On Linux (ssh ubuntu), the checkout is at ~/pulp-validate; diagnose with standard POSIX commands:

ssh ubuntu
cd ~/pulp-validate
git log -1 --oneline && git status --short       # expected SHA? clean worktree?
ls -la .shipyard-stage-* 2>/dev/null             # leftover stage dirs?
rm -rf .shipyard-stage-*                         # safe — shipyard re-stages from scratch

On Windows (ssh win), the checkout is at C:\Users\danielraffel\pulp-validate.
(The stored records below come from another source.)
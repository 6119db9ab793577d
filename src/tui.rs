use std::io::{self, Stdout};
use std::time::Duration;

use anyhow::{Context, Result};
use crossterm::event::{Event as CrosstermEvent, EventStream, KeyEventKind};
use crossterm::execute;
use crossterm::terminal::{
    EnterAlternateScreen, LeaveAlternateScreen, disable_raw_mode, enable_raw_mode,
};
use futures::StreamExt;
use ratatui::Terminal;
use ratatui::backend::CrosstermBackend;
use tokio::sync::mpsc;
use tokio_util::sync::CancellationToken;

use crate::event::Event;

pub type Tui = Terminal<CrosstermBackend<Stdout>>;

pub fn init() -> Result<Tui> {
    enable_raw_mode().context("Failed to enable raw mode")?;
    execute!(io::stdout(), EnterAlternateScreen).context("Failed to enter alternate screen")?;
    install_panic_hook();
    Terminal::new(CrosstermBackend::new(io::stdout())).context("Failed to create terminal")
}

pub fn restore() -> Result<()> {
    disable_raw_mode().context("Failed to disable raw mode")?;
    execute!(io::stdout(), LeaveAlternateScreen).context("Failed to leave alternate screen")?;
    Ok(())
}

/// Puts the terminal back before the default hook prints the panic.
fn install_panic_hook() {
    let original = std::panic::take_hook();
    std::panic::set_hook(Box::new(move |info| {
        let _ = restore();
        original(info);
    }));
}

/// Merges terminal input with a periodic tick on a background task.
pub struct EventHandler {
    rx: mpsc::UnboundedReceiver<Event>,
    cancel: CancellationToken,
}

impl EventHandler {
    pub fn new(tick_ms: u64) -> Self {
        let (tx, rx) = mpsc::unbounded_channel();
        let cancel = CancellationToken::new();
        let token = cancel.clone();

        tokio::spawn(async move {
            let mut reader = EventStream::new();
            let mut tick = tokio::time::interval(Duration::from_millis(tick_ms));
            loop {
                let event = tokio::select! {
                    _ = token.cancelled() => break,
                    _ = tick.tick() => Event::Tick,
                    maybe = reader.next() => match maybe {
                        Some(Ok(CrosstermEvent::Key(key))) if key.kind == KeyEventKind::Press => {
                            Event::Key(key)
                        }
                        Some(Ok(CrosstermEvent::Resize(width, height))) => {
                            Event::Resize { width, height }
                        }
                        Some(Ok(_)) => continue,
                        Some(Err(e)) => {
                            tracing::warn!(error = %e, "terminal event stream failed");
                            break;
                        }
                        None => break,
                    },
                };
                if tx.send(event).is_err() {
                    break;
                }
            }
        });

        Self { rx, cancel }
    }

    pub async fn next(&mut self) -> Result<Event> {
        self.rx.recv().await.context("Event stream closed")
    }
}

impl Drop for EventHandler {
    fn drop(&mut self) {
        self.cancel.cancel();
    }
}
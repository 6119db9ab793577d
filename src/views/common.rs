use ratatui::{
    Frame,
    layout::Rect,
    style::{Color, Modifier, Style},
    widgets::{Block, Borders, Paragraph, Wrap},
};

/// Fixed colors shared by every view.
pub mod palette {
    use ratatui::style::Color;

    pub const FOREGROUND: Color = Color::Reset;
    pub const DIM: Color = Color::DarkGray;
    pub const BORDER: Color = Color::Gray;
    pub const ACCENT: Color = Color::Cyan;
    pub const PRICE: Color = Color::Green;
    pub const WARNING: Color = Color::Yellow;
    pub const ERROR: Color = Color::Red;
    pub const SELECTION_BG: Color = Color::Rgb(40, 44, 52);
    pub const STATUS_BAR_BG: Color = Color::Blue;
    pub const STATUS_BAR_FG: Color = Color::White;
}

pub fn dim_style() -> Style {
    Style::default().fg(palette::DIM)
}

pub fn border_style() -> Style {
    Style::default().fg(palette::BORDER)
}

pub fn accent_style() -> Style {
    Style::default()
        .fg(palette::ACCENT)
        .add_modifier(Modifier::BOLD)
}

/// Render an error message in a bordered block, with a hint underneath.
pub fn render_error(frame: &mut Frame, error: &str, hint: &str, area: Rect) {
    let text = if hint.is_empty() {
        error.to_string()
    } else {
        format!("{error}\n\n{hint}")
    };
    let widget = Paragraph::new(text)
        .style(Style::default().fg(palette::ERROR))
        .wrap(Wrap { trim: true })
        .block(
            Block::default()
                .borders(Borders::ALL)
                .border_style(border_style())
                .title("Error"),
        );
    frame.render_widget(widget, area);
}

/// Foreground for a status word, e.g. "Loading" or "Error".
pub fn status_color(is_error: bool) -> Color {
    if is_error {
        palette::ERROR
    } else {
        palette::WARNING
    }
}
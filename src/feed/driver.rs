use std::sync::Arc;

use tokio::sync::{mpsc, watch};

use super::controller::{FeedController, FeedSnapshot, FetchRequest, Trigger};
use crate::api::{CatalogClient, FetchError, Page};
use crate::query::QueryModel;

/// Completed fetch, still tagged with the request that produced it.
#[derive(Debug)]
pub struct FetchOutcome<T> {
    pub request: FetchRequest,
    pub result: Result<Page<T>, FetchError>,
}

impl<T> FetchOutcome<T> {
    pub fn into_trigger(self) -> Trigger<T> {
        let generation = self.request.generation;
        match self.result {
            Ok(page) => Trigger::PageArrived { generation, page },
            Err(error) => Trigger::PageFailed { generation, error },
        }
    }
}

/// Runs a [`FeedController`] against a [`CatalogClient`].
///
/// Each request the controller issues is spawned onto the runtime; the
/// completion comes back through a channel and is applied on the caller's
/// task, so the controller is only ever touched from one place. Nothing is
/// cancelled: completions from superseded generations are dropped when they
/// are applied.
pub struct FeedDriver<C: CatalogClient> {
    client: Arc<C>,
    controller: FeedController<C::Item>,
    result_tx: mpsc::Sender<FetchOutcome<C::Item>>,
    result_rx: mpsc::Receiver<FetchOutcome<C::Item>>,
}

impl<C: CatalogClient> FeedDriver<C> {
    /// Mounts the feed and spawns its first fetch. Must be called within a
    /// tokio runtime.
    pub fn mount(client: Arc<C>, query: QueryModel, page_length: usize) -> (Self, FetchRequest) {
        let (result_tx, result_rx) = mpsc::channel(16);
        let (controller, request) = FeedController::mount(query, page_length);
        let driver = Self {
            client,
            controller,
            result_tx,
            result_rx,
        };
        driver.spawn_fetch(request.clone());
        (driver, request)
    }

    pub fn controller(&self) -> &FeedController<C::Item> {
        &self.controller
    }

    pub fn snapshot(&self) -> FeedSnapshot<C::Item> {
        self.controller.snapshot()
    }

    pub fn subscribe(&self) -> watch::Receiver<FeedSnapshot<C::Item>> {
        self.controller.subscribe()
    }

    /// Applies a trigger and spawns whatever fetch it calls for.
    pub fn dispatch(&mut self, trigger: Trigger<C::Item>) -> Option<FetchRequest> {
        let request = self.controller.handle(trigger)?;
        self.spawn_fetch(request.clone());
        Some(request)
    }

    pub fn set_query(&mut self, query: QueryModel) -> Option<FetchRequest> {
        let request = self.controller.set_query(query)?;
        self.spawn_fetch(request.clone());
        Some(request)
    }

    /// Next completed fetch, if one is waiting.
    pub fn try_next_outcome(&mut self) -> Option<FetchOutcome<C::Item>> {
        self.result_rx.try_recv().ok()
    }

    /// Waits for the next completed fetch.
    pub async fn next_outcome(&mut self) -> Option<FetchOutcome<C::Item>> {
        self.result_rx.recv().await
    }

    pub fn apply(&mut self, outcome: FetchOutcome<C::Item>) -> Option<FetchRequest> {
        self.dispatch(outcome.into_trigger())
    }

    /// Applies every completion that has already arrived.
    pub fn poll(&mut self) -> usize {
        let mut applied = 0;
        while let Some(outcome) = self.try_next_outcome() {
            self.apply(outcome);
            applied += 1;
        }
        applied
    }

    /// Waits until the current generation has nothing in flight.
    pub async fn settle(&mut self) {
        while self.controller.state().in_flight.is_some() {
            let Some(outcome) = self.next_outcome().await else {
                return;
            };
            self.apply(outcome);
        }
    }

    fn spawn_fetch(&self, request: FetchRequest) {
        let client = Arc::clone(&self.client);
        let tx = self.result_tx.clone();
        tokio::spawn(async move {
            let result = client
                .fetch_page(&request.query, request.offset, request.limit)
                .await;
            let _ = tx.send(FetchOutcome { request, result }).await;
        });
    }
}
OpenSSH on Windows runs commands through cmd.exe by default, so use cmd-native syntax — do NOT paste Windows-style backslash paths into a bash block (backslashes get interpreted as escapes):

:: Via ssh from your Mac; each command is a separate ssh call so cmd.exe parses cleanly
ssh win "cd /d C:\Users\danielraffel\pulp-validate && git log -1 --oneline"
ssh win "cd /d C:\Users\danielraffel\pulp-validate && git status --short"
ssh win "cd /d C:\Users\danielraffel\pulp-validate && dir /b .shipyard-stage-*"

PowerShell is reliable for the removal step (the for /d cmd idiom is fragile when shipped through ssh argv quoting):

ssh win 'powershell -NoProfile -Command "cd C:\Users\danielraffel\pulp-validate; Get-ChildItem -Directory -Filter .shipyard-stage-* | Remove-Item -Recurse -Force"'

On a genuinely stale host (validate worktree stuck on a several-weeks-old commit with 20+ .shipyard-stage-* artefacts), combine git fetch origin && git reset --hard origin/main on the validate checkout with the stage directory cleanup above. Re-run shipyard run --targets <host> after cleanup.

Incremental bundles (automatic)

SSH validation now sends only the git delta between the remote HEAD and the target SHA. Typical cycles drop from ~443 MB to a few KB. No configuration needed — falls back to full bundle automatically.

To install Shipyard locally for the first time:

./tools/install-shipyard.sh           # download + verify pinned binary
./tools/install-shipyard.sh --status  # show installed vs pinned version
export PATH="$HOME/.local/bin:$PATH"  # add ~/.local/bin to PATH (one-time)

The public Pulp installer intentionally does not install Shipyard or GitHub CLI (gh). Ordinary Pulp users can create, build, run, and upgrade projects without either tool. Treat them as source-checkout contributor dependencies for PR/CI work; gh is required only for GitHub-facing maintenance commands and the explicit pr.workflow=github bypass.

After install, every Pulp checkout that has ~/.local/bin on PATH gets the same pinned Shipyard version automatically. The pin lives in tools/shipyard.toml and is bumped via PR after each Shipyard release that passes Pulp's CI matrix. Use shipyard pin bump --to vX.Y.Z instead of hand-editing tools/shipyard.toml; the helper owns the pin edit and worktree-safety checks.

The two tools cover the same target matrix (mac local + GitHub-hosted Linux/Windows; legacy SSH targets only when explicitly requested) and accept the same --base flag for develop branches. Shipyard adds evidence-gated merge that checks per-platform proof for the exact merge-candidate SHA, which is stricter than local_ci.py's job.passed check.

Prerequisites Check

Before running any CI command, verify the required tooling AND provider config exists:

# Required
test -f tools/local-ci/local_ci.py || echo "ERROR: local CI not found — is this a recent checkout?"
command -v shipyard >/dev/null || echo "ERROR: shipyard not installed (run ./tools/install-shipyard.sh)"
command -v gh >/dev/null || echo "WARNING: gh CLI not installed; GitHub-facing fallback/triage commands will be unavailable"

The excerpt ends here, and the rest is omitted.